FTC Pursuing Incorrect U.S.-EU Safe Harbor Certifications in Privacy Policies

The FTC is reviewing companies with privacy policies that claim U.S.-EU Safe Harbor certification. Companies that are not fully compliant and currently certified may face an FTC enforcement action, which could result in significant burdens relating to future compliance reporting, including one spanning 20 years.

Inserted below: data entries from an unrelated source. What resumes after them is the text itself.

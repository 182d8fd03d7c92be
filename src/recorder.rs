//! Outcome recording with logging and dead-letter escalation.

use std::sync::Arc;
use std::time::Duration;

use tracing::{debug, error, warn};

use crate::errors::QueueError;
use crate::store::{QueueStore, RecordOutcome};

/// Transitions queue items to generated/failed/handed-off and persists the
/// outcome details.
///
/// All operations are idempotent against rows that are missing or already
/// terminal: such calls are logged and otherwise do nothing. A failure that
/// spends the last of the retry budget is escalated at `error` level so the
/// alerting path picks it up.
#[derive(Clone)]
pub struct ResultRecorder {
    store: Arc<dyn QueueStore>,
}

impl ResultRecorder {
    /// Create a recorder over `store`.
    pub fn new(store: Arc<dyn QueueStore>) -> Self {
        Self { store }
    }

    /// Mark the item as generated.
    pub async fn record_success(
        &self,
        id: i64,
        elapsed: Duration,
        output_location: &str,
    ) -> Result<RecordOutcome, QueueError> {
        let outcome = self.store.record_success(id, elapsed, output_location).await?;

        match outcome {
            RecordOutcome::Skipped => {
                warn!(item.id = id, "Success reported for a missing or terminal queue item");
            }
            _ => {
                debug!(
                    item.id = id,
                    output = output_location,
                    elapsed_ms = u64::try_from(elapsed.as_millis()).unwrap_or(u64::MAX),
                    "Successfully generated document"
                );
            }
        }

        Ok(outcome)
    }

    /// Record a failed attempt.
    pub async fn record_failure(
        &self,
        id: i64,
        reason: &str,
        fallback_output: &str,
    ) -> Result<RecordOutcome, QueueError> {
        let outcome = self.store.record_failure(id, reason, fallback_output).await?;

        match outcome {
            RecordOutcome::Applied => {
                warn!(item.id = id, reason, "Document generation attempt failed");
            }
            RecordOutcome::Exhausted => {
                error!(
                    item.id = id,
                    reason, "Document generation retry budget exhausted; item needs manual handling"
                );
            }
            RecordOutcome::Skipped => {
                warn!(item.id = id, "Failure reported for a missing or terminal queue item");
            }
        }

        Ok(outcome)
    }

    /// Record that generation continues under an external background job.
    pub async fn record_handoff(
        &self,
        id: i64,
        background_job_id: i64,
        document_code: &str,
    ) -> Result<RecordOutcome, QueueError> {
        let outcome = self
            .store
            .record_handoff(id, background_job_id, document_code)
            .await?;

        match outcome {
            RecordOutcome::Skipped => {
                warn!(item.id = id, "Hand-off reported for a missing or terminal queue item");
            }
            _ => {
                debug!(
                    item.id = id,
                    background_job_id, document_code, "Handed document off to background job"
                );
            }
        }

        Ok(outcome)
    }
}

impl std::fmt::Debug for ResultRecorder {
    fn fmt(&self, f: &mut std::fmt::Formatter<'_>) -> std::fmt::Result {
        f.debug_struct("ResultRecorder").finish_non_exhaustive()
    }
}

Companies should immediately check their safe harbor certification and ensure their website claims are accurate.

The Federal Trade Commission (“FTC”) has recently increased its examination of company privacy policies that claim to be U.S.-EU Safe Harbor certified.  For those companies that are not currently certified, whether by mistakenly letting the certification lapse or other cause, the FTC is issuing draft complaints alleging deceptive acts or practices and demanding companies enter into a consent decree.

The FTC has sent numerous companies a “proposed” consent decree, which imposes a number of potentially onerous burdens on companies relating to future compliance and filing reports with the FTC, including a provision that spans a 20-year period.  To avoid the legal fees and hassle of an FTC action, it would be prudent to check immediately the status of your company’s safe harbor certification and ensure that any claims made in that regard on your website are consistent. 

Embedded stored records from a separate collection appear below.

//! Postgres-backed [`QueueStore`].
//!
//! The claim step is the correctness-critical part: it is one statement
//! that selects eligible rows with `FOR UPDATE SKIP LOCKED` and stamps the
//! owner in the same `UPDATE`, so two instances can never both observe an
//! unclaimed row and both take it.

use std::time::Duration;

use async_trait::async_trait;
use sqlx::PgPool;

use crate::errors::{EnqueueError, QueueError};
use crate::schema::{DocumentType, NewQueueItem, QueueItem, MAX_ATTEMPTS};
use crate::store::{QueueStore, RecordOutcome};

const COLUMNS: &str = "id, insurance_ref, insurance_file_key, insurance_folder_key, \
     insurance_file_type_code, client_id, document_type, generated, attempts, \
     owner_tag, background_job_id, created_at, generated_at, duration_ms, \
     document_code, output_location, submitted_by, failure_reason, server_issued";

/// [`QueueStore`] over a shared Postgres table.
#[derive(Debug, Clone)]
pub struct PgQueueStore {
    pool: PgPool,
    server_tag: String,
}

impl PgQueueStore {
    /// Create a store over `pool`. `server_tag` identifies this process on
    /// rows it enqueues; it plays no part in claiming.
    pub fn new(pool: PgPool, server_tag: impl Into<String>) -> Self {
        Self {
            pool,
            server_tag: server_tag.into(),
        }
    }

    /// Create the queue table if it does not exist yet.
    pub async fn setup(&self) -> Result<(), QueueError> {
        sqlx::query(
            r"
            CREATE TABLE IF NOT EXISTS document_queue (
                id BIGSERIAL PRIMARY KEY,
                insurance_ref TEXT NOT NULL,
                insurance_file_key INT NOT NULL,
                insurance_folder_key INT NOT NULL,
                insurance_file_type_code TEXT NOT NULL,
                client_id INT NOT NULL,
                document_type INT NOT NULL,
                generated BOOLEAN NOT NULL DEFAULT FALSE,
                attempts INT NOT NULL DEFAULT 0,
                owner_tag TEXT,
                background_job_id BIGINT,
                created_at TIMESTAMPTZ NOT NULL DEFAULT NOW(),
                generated_at TIMESTAMPTZ,
                duration_ms BIGINT,
                document_code TEXT,
                output_location TEXT,
                submitted_by TEXT NOT NULL,
                failure_reason TEXT,
                server_issued TEXT NOT NULL
            )
            ",
        )
        .execute(&self.pool)
        .await?;

        Ok(())
    }
}

#[async_trait]
impl QueueStore for PgQueueStore {
    async fn enqueue(&self, item: NewQueueItem) -> Result<i64, EnqueueError> {
        let id = sqlx::query_scalar::<_, i64>(
            r"
            INSERT INTO document_queue
                (insurance_ref, insurance_file_key, insurance_folder_key,
                 insurance_file_type_code, client_id, document_type,
                 submitted_by, server_issued)
            VALUES ($1, $2, $3, $4, $5, $6, $7, $8)
            RETURNING id
            ",
        )
        .bind(&item.insurance_ref)
        .bind(item.insurance_file_key)
        .bind(item.insurance_folder_key)
        .bind(&item.insurance_file_type_code)
        .bind(item.client_id)
        .bind(item.document_type)
        .bind(&item.user)
        .bind(&self.server_tag)
        .fetch_one(&self.pool)
        .await?;

        Ok(id)
    }

    async fn claim_batch(
        &self,
        max_items: u32,
        instance_id: &str,
    ) -> Result<Vec<QueueItem>, QueueError> {
        let sql = format!(
            r"
            WITH eligible AS (
                SELECT id FROM document_queue
                WHERE generated = FALSE
                  AND background_job_id IS NULL
                  AND attempts < $1
                  AND (owner_tag IS NULL OR owner_tag = $2)
                ORDER BY created_at, id
                LIMIT $3
                FOR UPDATE SKIP LOCKED
            )
            UPDATE document_queue AS q
            SET owner_tag = $2
            FROM eligible
            WHERE q.id = eligible.id
            RETURNING {COLUMNS}
            "
        );

        let mut batch = sqlx::query_as::<_, QueueItem>(&sql)
            .bind(MAX_ATTEMPTS)
            .bind(instance_id)
            .bind(i64::from(max_items))
            .fetch_all(&self.pool)
            .await?;

        // UPDATE ... RETURNING does not guarantee row order.
        batch.sort_by_key(|item| (item.created_at, item.id));
        Ok(batch)
    }

    async fn record_success(
        &self,
        id: i64,
        elapsed: Duration,
        output_location: &str,
    ) -> Result<RecordOutcome, QueueError> {
        let duration_ms = i64::try_from(elapsed.as_millis()).unwrap_or(i64::MAX);

        let result = sqlx::query(
            r"
            UPDATE document_queue
            SET generated = TRUE,
                attempts = attempts + 1,
                duration_ms = $2,
                generated_at = NOW(),
                output_location = $3,
                failure_reason = NULL
            WHERE id = $1 AND generated = FALSE AND attempts < $4
            ",
        )
        .bind(id)
        .bind(duration_ms)
        .bind(output_location)
        .bind(MAX_ATTEMPTS)
        .execute(&self.pool)
        .await?;

        if result.rows_affected() == 0 {
            Ok(RecordOutcome::Skipped)
        } else {
            Ok(RecordOutcome::Applied)
        }
    }

    async fn record_failure(
        &self,
        id: i64,
        reason: &str,
        fallback_output: &str,
    ) -> Result<RecordOutcome, QueueError> {
        // The claim is only released once the budget is spent; until then the
        // original owner retries the item. Clearing the background job id
        // returns a failed hand-off to the claim pool.
        let attempts = sqlx::query_scalar::<_, i32>(
            r"
            UPDATE document_queue
            SET attempts = attempts + 1,
                failure_reason = $2,
                output_location = $3,
                background_job_id = NULL,
                owner_tag = CASE WHEN attempts + 1 >= $4 THEN NULL ELSE owner_tag END
            WHERE id = $1 AND generated = FALSE AND attempts < $4
            RETURNING attempts
            ",
        )
        .bind(id)
        .bind(reason)
        .bind(fallback_output)
        .bind(MAX_ATTEMPTS)
        .fetch_optional(&self.pool)
        .await?;

        Ok(match attempts {
            None => RecordOutcome::Skipped,
            Some(n) if n >= MAX_ATTEMPTS => RecordOutcome::Exhausted,
            Some(_) => RecordOutcome::Applied,
        })
    }

    async fn record_handoff(
        &self,
        id: i64,
        background_job_id: i64,
        document_code: &str,
    ) -> Result<RecordOutcome, QueueError> {
        let result = sqlx::query(
            r"
            UPDATE document_queue
            SET background_job_id = $2, document_code = $3
            WHERE id = $1 AND generated = FALSE AND attempts < $4
            ",
        )
        .bind(id)
        .bind(background_job_id)
        .bind(document_code)
        .bind(MAX_ATTEMPTS)
        .execute(&self.pool)
        .await?;

        if result.rows_affected() == 0 {
            Ok(RecordOutcome::Skipped)
        } else {
            Ok(RecordOutcome::Applied)
        }
    }

    async fn find(&self, id: i64) -> Result<Option<QueueItem>, QueueError> {
        let sql = format!("SELECT {COLUMNS} FROM document_queue WHERE id = $1");
        let item = sqlx::query_as::<_, QueueItem>(&sql)
            .bind(id)
            .fetch_optional(&self.pool)
            .await?;

        Ok(item)
    }

    async fn has_pending_work(&self, insurance_file_key: i32) -> Result<bool, QueueError> {
        let pending = sqlx::query_scalar::<_, bool>(
            r"
            SELECT EXISTS (
                SELECT 1 FROM document_queue
                WHERE insurance_file_key = $1
                  AND generated = FALSE
                  AND attempts < $2
            )
            ",
        )
        .bind(insurance_file_key)
        .bind(MAX_ATTEMPTS)
        .fetch_one(&self.pool)
        .await?;

        Ok(pending)
    }

    async fn is_generated(
        &self,
        insurance_file_key: i32,
        document_type: DocumentType,
    ) -> Result<bool, QueueError> {
        let generated = sqlx::query_scalar::<_, bool>(
            r"
            SELECT EXISTS (
                SELECT 1 FROM document_queue
                WHERE insurance_file_key = $1
                  AND document_type = $2
                  AND generated = TRUE
            )
            ",
        )
        .bind(insurance_file_key)
        .bind(document_type)
        .fetch_one(&self.pool)
        .await?;

        Ok(generated)
    }

    async fn exhausted_items(&self, limit: u32) -> Result<Vec<QueueItem>, QueueError> {
        let sql = format!(
            r"
            SELECT {COLUMNS} FROM document_queue
            WHERE generated = FALSE AND attempts >= $1
            ORDER BY created_at, id
            LIMIT $2
            "
        );

        let items = sqlx::query_as::<_, QueueItem>(&sql)
            .bind(MAX_ATTEMPTS)
            .bind(i64::from(limit))
            .fetch_all(&self.pool)
            .await?;

        Ok(items)
    }
}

U.S.-EU Safe Harbor Framework

The U.S.-EU Safe Harbor Framework provides a method for companies in the United States to transfer personal data outside the EU in a manner that is consistent with the EU Data Protection Directive, to address European privacy concerns.  For a company to join the Safe Harbor, it must self-certify to the U.S. Department of Commerce that it complies with EU standards.

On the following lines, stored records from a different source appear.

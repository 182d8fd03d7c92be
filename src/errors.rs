use thiserror::Error;

/// Error returned when a new queue item could not be persisted.
///
/// Enqueueing deliberately does not pretend to always succeed: a store
/// outage or constraint violation propagates to the producer instead of
/// being swallowed.
#[derive(Debug, Error)]
pub enum EnqueueError {
    /// The backing store rejected or failed the insert.
    #[error("failed to persist queue item: {0}")]
    Database(#[from] sqlx::Error),
}

/// Store-level error raised by queue operations.
///
/// These are fatal to the current processing cycle and surface to the
/// operational trigger; per-item generation failures are recorded against
/// the item instead and never take this path.
#[derive(Debug, Error)]
pub enum QueueError {
    /// The backing store failed.
    #[error("queue store error: {0}")]
    Database(#[from] sqlx::Error),
}
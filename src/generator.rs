//! Collaborator traits at the rendering boundary.
//!
//! The queue does not render anything itself. The processing loop resolves
//! a template code (or a wording path), hands the item to a
//! [`DocumentGenerator`], and records whatever the generator reports back.

use async_trait::async_trait;

use crate::schema::{DocumentType, QueueItem};

/// What a generator did with an item.
#[derive(Debug, Clone, PartialEq, Eq)]
pub enum GenerationOutcome {
    /// The document was produced synchronously and lives at the given
    /// location.
    Completed {
        /// Where the produced document was written.
        output_location: String,
    },
    /// Generation continues under an external asynchronous job; the job's
    /// completion path records the eventual success or failure.
    HandedOff {
        /// Correlation id of the external job.
        background_job_id: i64,
        /// Template code the job renders from.
        document_code: String,
    },
}

/// The rendering engine. Template resolution and PDF production live behind
/// this trait; the queue only cares about the reported outcome.
#[async_trait]
pub trait DocumentGenerator: Send + Sync {
    /// Render the document for `item` from `template_code`.
    async fn generate(
        &self,
        item: &QueueItem,
        template_code: &str,
    ) -> anyhow::Result<GenerationOutcome>;
}

/// Template resolution service for every document type except `Wording`.
#[async_trait]
pub trait TemplateLookup: Send + Sync {
    /// Resolve the template code for the given business context. `None` or
    /// an empty code means no template is configured.
    async fn template_code(
        &self,
        insurance_ref: &str,
        insurance_file_type_code: &str,
        document_type: DocumentType,
    ) -> anyhow::Result<Option<String>>;

    /// Whether the template artifact behind `template_code` actually exists.
    async fn template_exists(&self, template_code: &str) -> anyhow::Result<bool>;
}

/// Reference-data lookup for the `Wording` path.
#[async_trait]
pub trait WordingResolver: Send + Sync {
    /// Wording code for the insurance file.
    async fn wording_code(&self, insurance_file_key: i32) -> anyhow::Result<String>;

    /// Output path for a wording document.
    fn wording_path(&self, wording_code: &str, policy_type: &str) -> String;
}

/// Policy type encoded in an insurance reference: its leading alphabetic
/// prefix (`"HH1234"` is policy type `"HH"`).
pub fn policy_type(insurance_ref: &str) -> &str {
    let end = insurance_ref
        .find(|c: char| !c.is_ascii_alphabetic())
        .unwrap_or(insurance_ref.len());
    &insurance_ref[..end]
}
//! Batch claiming pinned to one worker instance.

use std::sync::Arc;

use tracing::trace;

use crate::errors::QueueError;
use crate::schema::QueueItem;
use crate::store::QueueStore;

/// Selects a bounded batch of eligible pending items and marks them as owned
/// by the local worker instance.
///
/// Items already stamped with this instance's tag from an earlier partial run
/// come back in the batch too; items stamped by any other instance never do.
/// Claiming stamps ownership and nothing else: `attempts` and `generated` are
/// untouched.
#[derive(Clone)]
pub struct ClaimCoordinator {
    store: Arc<dyn QueueStore>,
    instance_id: String,
}

impl ClaimCoordinator {
    /// Create a coordinator claiming on behalf of `instance_id`.
    pub fn new(store: Arc<dyn QueueStore>, instance_id: impl Into<String>) -> Self {
        Self {
            store,
            instance_id: instance_id.into(),
        }
    }

    /// The instance tag stamped onto claimed items.
    pub fn instance_id(&self) -> &str {
        &self.instance_id
    }

    /// Claim up to `max_items` eligible items, oldest first.
    pub async fn claim_batch(&self, max_items: u32) -> Result<Vec<QueueItem>, QueueError> {
        let batch = self.store.claim_batch(max_items, &self.instance_id).await?;
        trace!(
            instance = %self.instance_id,
            claimed = batch.len(),
            "Claimed queue batch"
        );
        Ok(batch)
    }
}

impl std::fmt::Debug for ClaimCoordinator {
    fn fmt(&self, f: &mut std::fmt::Formatter<'_>) -> std::fmt::Result {
        f.debug_struct("ClaimCoordinator")
            .field("instance_id", &self.instance_id)
            .finish_non_exhaustive()
    }
}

The Safe Harbor Framework has seven principles for compliance: 

  • notice
  • choice for individuals
  • onward transfer of user information to a third-party agent only if the third party meets certain standards
  • user access to their information
  • security for user information
  • data integrity and
  • enforcement of these standards via an appropriate recourse mechanism. 

What To Do

To avoid becoming the target of FTC action, companies should immediately check their privacy policy to determine whether it states the company is U.S.-EU Safe Harbor certified.  If the policy makes this representation, the company should verify whether: (i) it is in fact registered with the Department of Commerce; (ii) its registration is current (companies must re-register annually); and (iii) its privacy policy meets all of the requirements of the U.S.-EU Safe Harbor Framework.

If there is any doubt, the company should immediately remove all reference to the U.S.-EU Safe Harbor until the company becomes fully compliant and is certified.